### [Your instructions]
Every line below is to be quoted exactly, with nothing added or dropped.

----- Records provided -----

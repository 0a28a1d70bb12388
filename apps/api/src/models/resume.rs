use serde::{Deserialize, Serialize};
use serde_json::Value;

/// The structured, normalized resume returned by every generation call.
///
/// Field layout mirrors `generation::schema::RESUME_FIELDS`; the two are kept in
/// agreement by tests. Never mutated after generation: refinement produces a
/// new document.
#[derive(Debug, Clone, Default, PartialEq, Serialize, Deserialize)]
#[serde(rename_all = "camelCase")]
pub struct ResumeDocument {
    pub name: String,
    pub title: String,
    #[serde(default)]
    pub contact: Contact,
    pub summary: String,
    #[serde(default)]
    pub skills: Skills,
    #[serde(default)]
    pub experience: Vec<ExperienceEntry>,
    #[serde(default, skip_serializing_if = "Option::is_none")]
    pub projects: Option<Vec<ProjectEntry>>,
    #[serde(default, skip_serializing_if = "Option::is_none")]
    pub education: Option<Vec<EducationEntry>>,
    #[serde(default, skip_serializing_if = "Option::is_none")]
    pub certifications: Option<Vec<String>>,
}

#[derive(Debug, Clone, Default, PartialEq, Serialize, Deserialize)]
pub struct Contact {
    #[serde(default, skip_serializing_if = "Option::is_none")]
    pub email: Option<String>,
    #[serde(default, skip_serializing_if = "Option::is_none")]
    pub phone: Option<String>,
    #[serde(default, skip_serializing_if = "Option::is_none")]
    pub location: Option<String>,
    #[serde(default, skip_serializing_if = "Option::is_none")]
    pub website: Option<String>,
    #[serde(default, skip_serializing_if = "Option::is_none")]
    pub linkedin: Option<String>,
    #[serde(default, skip_serializing_if = "Option::is_none")]
    pub github: Option<String>,
}

impl Contact {
    /// Present contact values in display order.
    pub fn items(&self) -> Vec<&str> {
        [
            &self.email,
            &self.phone,
            &self.location,
            &self.website,
            &self.linkedin,
            &self.github,
        ]
        .into_iter()
        .filter_map(|v| v.as_deref())
        .filter(|v| !v.trim().is_empty())
        .collect()
    }
}

#[derive(Debug, Clone, Default, PartialEq, Serialize, Deserialize)]
pub struct Skills {
    #[serde(default)]
    pub core: Vec<String>,
    #[serde(default, skip_serializing_if = "Option::is_none")]
    pub tools: Option<Vec<String>>,
    #[serde(default, skip_serializing_if = "Option::is_none")]
    pub other: Option<Vec<String>>,
}

#[derive(Debug, Clone, Default, PartialEq, Serialize, Deserialize)]
#[serde(rename_all = "camelCase")]
pub struct ExperienceEntry {
    pub company: String,
    pub role: String,
    #[serde(default, skip_serializing_if = "Option::is_none")]
    pub location: Option<String>,
    #[serde(default, skip_serializing_if = "Option::is_none")]
    pub start_date: Option<String>,
    #[serde(default, skip_serializing_if = "Option::is_none")]
    pub end_date: Option<String>,
    #[serde(default)]
    pub bullets: Vec<String>,
}

#[derive(Debug, Clone, Default, PartialEq, Serialize, Deserialize)]
pub struct ProjectEntry {
    pub name: String,
    pub description: String,
    #[serde(default, skip_serializing_if = "Option::is_none")]
    pub bullets: Option<Vec<String>>,
    #[serde(default, skip_serializing_if = "Option::is_none")]
    pub link: Option<String>,
    #[serde(default, skip_serializing_if = "Option::is_none")]
    pub technologies: Option<Vec<String>>,
}

#[derive(Debug, Clone, Default, PartialEq, Serialize, Deserialize)]
#[serde(rename_all = "camelCase")]
pub struct EducationEntry {
    pub school: String,
    #[serde(default, skip_serializing_if = "Option::is_none")]
    pub degree: Option<String>,
    #[serde(default, skip_serializing_if = "Option::is_none")]
    pub graduation_date: Option<String>,
    #[serde(default, skip_serializing_if = "Option::is_none")]
    pub details: Option<Vec<String>>,
}

/// One user action against the generation pipeline. Never persisted.
///
/// `prior_resume` stays untyped until the service has shape-checked it, so a
/// malformed client payload surfaces as a refinement error instead of a body
/// rejection.
#[derive(Debug, Clone)]
pub enum GenerationRequest {
    Fresh {
        about_me: String,
        target_text: String,
    },
    Refine {
        prior_resume: Value,
        feedback: String,
    },
}

#[cfg(test)]
mod tests {
    use super::*;
    use serde_json::json;

    #[test]
    fn test_resume_deserializes_camel_case_fields() {
        let resume: ResumeDocument = serde_json::from_value(json!({
            "name": "Ada Lovelace",
            "title": "Analytical Engineer",
            "summary": "Builds engines.",
            "experience": [{
                "company": "Babbage & Co",
                "role": "Programmer",
                "startDate": "1842",
                "endDate": "1843",
                "bullets": ["Wrote the first published algorithm"]
            }],
            "education": [{"school": "Home", "graduationDate": "1835"}]
        }))
        .unwrap();

        assert_eq!(resume.experience[0].start_date.as_deref(), Some("1842"));
        assert_eq!(
            resume.education.unwrap()[0].graduation_date.as_deref(),
            Some("1835")
        );
        assert!(resume.skills.core.is_empty());
    }

    #[test]
    fn test_absent_optionals_are_omitted_when_serialized() {
        let resume = ResumeDocument {
            name: "A".to_string(),
            title: "B".to_string(),
            summary: "C".to_string(),
            ..Default::default()
        };
        let value = serde_json::to_value(&resume).unwrap();

        assert_eq!(value["contact"], json!({}));
        assert_eq!(value["skills"], json!({"core": []}));
        assert_eq!(value["experience"], json!([]));
        assert!(value.get("projects").is_none());
        assert!(value.get("certifications").is_none());
    }

    #[test]
    fn test_contact_items_skip_absent_and_blank() {
        let contact = Contact {
            email: Some("a@b.dev".to_string()),
            phone: Some("  ".to_string()),
            github: Some("github.com/a".to_string()),
            ..Default::default()
        };
        assert_eq!(contact.items(), vec!["a@b.dev", "github.com/a"]);
    }

    #[test]
    fn test_resume_requires_name_when_deserialized() {
        let result: Result<ResumeDocument, _> =
            serde_json::from_value(json!({"title": "T", "summary": "S"}));
        assert!(result.is_err());
    }
}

-----

### [Solution to the problem]
repository 0a28a1d70bb12388
filename apps/api/src/models/resume.rs
use serde::{Deserialize, Serialize};
use serde_json::Value;

/// The structured, normalized resume returned by every generation call.
///
/// Field layout mirrors `generation::schema::RESUME_FIELDS`; the two are kept in
/// agreement by tests. Never mutated after generation: refinement produces a
/// new document.
#[derive(Debug, Clone, Default, PartialEq, Serialize, Deserialize)]
#[serde(rename_all = "camelCase")]
pub struct ResumeDocument {
    pub name: String,
    pub title: String,
    #[serde(default)]
    pub contact: Contact,
    pub summary: String,
    #[serde(default)]
    pub skills: Skills,
    #[serde(default)]
    pub experience: Vec<ExperienceEntry>,
    #[serde(default, skip_serializing_if = "Option::is_none")]
    pub projects: Option<Vec<ProjectEntry>>,
    #[serde(default, skip_serializing_if = "Option::is_none")]
    pub education: Option<Vec<EducationEntry>>,
    #[serde(default, skip_serializing_if = "Option::is_none")]
    pub certifications: Option<Vec<String>>,
}

#[derive(Debug, Clone, Default, PartialEq, Serialize, Deserialize)]
pub struct Contact {
    #[serde(default, skip_serializing_if = "Option::is_none")]
    pub email: Option<String>,
    #[serde(default, skip_serializing_if = "Option::is_none")]
    pub phone: Option<String>,
    #[serde(default, skip_serializing_if = "Option::is_none")]
    pub location: Option<String>,
    #[serde(default, skip_serializing_if = "Option::is_none")]
    pub website: Option<String>,
    #[serde(default, skip_serializing_if = "Option::is_none")]
    pub linkedin: Option<String>,
    #[serde(default, skip_serializing_if = "Option::is_none")]
    pub github: Option<String>,
}

impl Contact {
    /// Present contact values in display order.
    pub fn items(&self) -> Vec<&str> {
        [
            &self.email,
            &self.phone,
            &self.location,
            &self.website,
            &self.linkedin,
            &self.github,
        ]
        .into_iter()
        .filter_map(|v| v.as_deref())
        .filter(|v| !v.trim().is_empty())
        .collect()
    }
}

#[derive(Debug, Clone, Default, PartialEq, Serialize, Deserialize)]
pub struct Skills {
    #[serde(default)]
    pub core: Vec<String>,
    #[serde(default, skip_serializing_if = "Option::is_none")]
    pub tools: Option<Vec<String>>,
    #[serde(default, skip_serializing_if = "Option::is_none")]
    pub other: Option<Vec<String>>,
}

#[derive(Debug, Clone, Default, PartialEq, Serialize, Deserialize)]
#[serde(rename_all = "camelCase")]
pub struct ExperienceEntry {
    pub company: String,
    pub role: String,
    #[serde(default, skip_serializing_if = "Option::is_none")]
    pub location: Option<String>,
    #[serde(default, skip_serializing_if = "Option::is_none")]
    pub start_date: Option<String>,
    #[serde(default, skip_serializing_if = "Option::is_none")]
    pub end_date: Option<String>,
    #[serde(default)]
    pub bullets: Vec<String>,
}

#[derive(Debug, Clone, Default, PartialEq, Serialize, Deserialize)]
pub struct ProjectEntry {
    pub name: String,
    pub description: String,
    #[serde(default, skip_serializing_if = "Option::is_none")]
    pub bullets: Option<Vec<String>>,
    #[serde(default, skip_serializing_if = "Option::is_none")]
    pub link: Option<String>,
    #[serde(default, skip_serializing_if = "Option::is_none")]
    pub technologies: Option<Vec<String>>,
}

#[derive(Debug, Clone, Default, PartialEq, Serialize, Deserialize)]
#[serde(rename_all = "camelCase")]
pub struct EducationEntry {
    pub school: String,
    #[serde(default, skip_serializing_if = "Option::is_none")]
    pub degree: Option<String>,
    #[serde(default, skip_serializing_if = "Option::is_none")]
    pub graduation_date: Option<String>,
    #[serde(default, skip_serializing_if = "Option::is_none")]
    pub details: Option<Vec<String>>,
}

/// One user action against the generation pipeline. Never persisted.
///
/// `prior_resume` stays untyped until the service has shape-checked it, so a
/// malformed client payload surfaces as a refinement error instead of a body
/// rejection.
#[derive(Debug, Clone)]
pub enum GenerationRequest {
    Fresh {
        about_me: String,
        target_text: String,
    },
    Refine {
        prior_resume: Value,
        feedback: String,
    },
}

#[cfg(test)]
mod tests {
    use super::*;
    use serde_json::json;

    #[test]
    fn test_resume_deserializes_camel_case_fields() {
        let resume: ResumeDocument = serde_json::from_value(json!({
            "name": "Ada Lovelace",
            "title": "Analytical Engineer",
            "summary": "Builds engines.",
            "experience": [{
                "company": "Babbage & Co",
                "role": "Programmer",
                "startDate": "1842",
                "endDate": "1843",
                "bullets": ["Wrote the first published algorithm"]
            }],
            "education": [{"school": "Home", "graduationDate": "1835"}]
        }))
        .unwrap();

        assert_eq!(resume.experience[0].start_date.as_deref(), Some("1842"));
        assert_eq!(
            resume.education.unwrap()[0].graduation_date.as_deref(),
            Some("1835")
        );
        assert!(resume.skills.core.is_empty());
    }

    #[test]
    fn test_absent_optionals_are_omitted_when_serialized() {
        let resume = ResumeDocument {
            name: "A".to_string(),
            title: "B".to_string(),
            summary: "C".to_string(),
            ..Default::default()
        };
        let value = serde_json::to_value(&resume).unwrap();

        assert_eq!(value["contact"], json!({}));
        assert_eq!(value["skills"], json!({"core": []}));
        assert_eq!(value["experience"], json!([]));
        assert!(value.get("projects").is_none());
        assert!(value.get("certifications").is_none());
    }

    #[test]
    fn test_contact_items_skip_absent_and_blank() {
        let contact = Contact {
            email: Some("a@b.dev".to_string()),
            phone: Some("  ".to_string()),
            github: Some("github.com/a".to_string()),
            ..Default::default()
        };
        assert_eq!(contact.items(), vec!["a@b.dev", "github.com/a"]);
    }

    #[test]
    fn test_resume_requires_name_when_deserialized() {
        let result: Result<ResumeDocument, _> =
            serde_json::from_value(json!({"title": "T", "summary": "S"}));
        assert!(result.is_err());
    }
}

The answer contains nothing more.